I have never been so humiliated in a public place. The disregard of the police officers, and the look of animosity I received from officer Michael T. Reinke as he walked away, indicate that this is a campus hostile to people of color. I didn’t even receive an apology from the officers when they realized I was a faculty member. I left two hysterical and frantic phone messages with Michael Powell and Joyce Kirk because I felt concerned about my physical safety.
Officer Michael T. Reinke knows my name, where I am sleeping, and my department. This may sound somewhat “overly-dramatic” to you, but I am in a city in which I don’t know anyone, and I don’t have any idea of what my rights are as a faculty member. After this experience, I would discourage anyone I know from applying for this fellowship. No one should have to endure this type of humiliation and anxiety before having to teach a course. I can tolerate a certain amount of “racial intolerance”, but when I have to worry about my physical safety, it becomes unmanageable.

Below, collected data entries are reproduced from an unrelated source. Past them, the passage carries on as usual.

//! Remote Data Gateway
//!
//! Abstract interfaces to the hosted data service. Stores depend only on
//! these traits; implementations can be the hosted REST service, a local
//! SQLite database, or an in-memory fake.

mod rest;

use async_trait::async_trait;
use serde::{Deserialize, Serialize};

use crate::error::GatewayResult;
use crate::models::{AccountId, Entity, Profile, ProfileFlag, Project, Task, TeamMember};

pub use rest::RestGateway;

/// An authenticated session issued by the service
#[derive(Debug, Clone, PartialEq, Eq, Serialize, Deserialize)]
pub struct Session {
    pub account: AccountId,
    pub email: Option<String>,
    pub access_token: String,
}

/// Per-collection CRUD against the remote service.
///
/// Calls are scoped to the account of the gateway's current session.
#[async_trait]
pub trait RemoteTable<E: Entity>: Send + Sync {
    /// All rows for the session account, newest first
    async fn list(&self) -> GatewayResult<Vec<E::Row>>;

    /// Insert a row; the service assigns id and creation time
    async fn insert(&self, row: E::NewRow) -> GatewayResult<E::Row>;

    /// Apply a partial update to the row with `id`
    async fn update(&self, id: &str, patch: E::RowPatch) -> GatewayResult<()>;

    /// Delete the row with `id`
    async fn delete(&self, id: &str) -> GatewayResult<()>;
}

/// Session issuance and profile access
#[async_trait]
pub trait AuthGateway: Send + Sync {
    /// Session persisted from an earlier sign-in, if any
    async fn restore_session(&self) -> GatewayResult<Option<Session>>;

    async fn sign_in(&self, email: &str, password: &str) -> GatewayResult<Session>;

    /// Create the account and its profile (`is_premium = false`)
    async fn sign_up(&self, email: &str, password: &str, full_name: &str) -> GatewayResult<Session>;

    async fn sign_out(&self) -> GatewayResult<()>;

    async fn fetch_profile(&self, account: &AccountId) -> GatewayResult<Profile>;

    async fn update_profile_flag(
        &self,
        account: &AccountId,
        flag: ProfileFlag,
        value: bool,
    ) -> GatewayResult<()>;
}

/// Who is signed in right now, as seen by the client
pub trait AccountSource: Send + Sync {
    fn current_account(&self) -> Option<AccountId>;
}

/// Everything the client needs from one service
pub trait Gateway:
    RemoteTable<Task> + RemoteTable<Project> + RemoteTable<TeamMember> + AuthGateway + 'static
{
}

impl<G> Gateway for G where
    G: RemoteTable<Task> + RemoteTable<Project> + RemoteTable<TeamMember> + AuthGateway + 'static
{
}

I know this e-mail message is rather long, but right now, I regret the decision to accept this offer. I will teach my class, but I will not have pleasant memories. This experience has left an indelible mark on my psyche; I have never been harassed like this.
Calvin L. Warren
Calvin Warren (American Studies) graduated from Cornell University magna cum laude with a degree in Rhetoric. His research is located at the intersection of Lacanian psychoanalysis, deconstruction, semiotics, and African American philosophical thought. His dissertation, entitled, “The Absent Center of Political Ontology: Antebellum Free Blacks and Political Nothingness,” is preoccupied with understanding how culture produces, regulates, and eliminates its waste when the waste in question is a human being. The project theorizes the limits of political ontology as a peculiar aporia. Antebellum Free Blacks provide the historiographical framework for this philosophical exploration. He is the recipient of several awards and fellowships including: the Ford Foundation Pre-doctoral Diversity Fellowship, the Ford Foundation Dissertation Fellowship, and the Mellon Mays Dissertation Fellowship. He has also received psychoanalytic training at the Interdisciplinaire Freudien de Recherches et d’Interventions Clinques et Cultures (GIFRIC).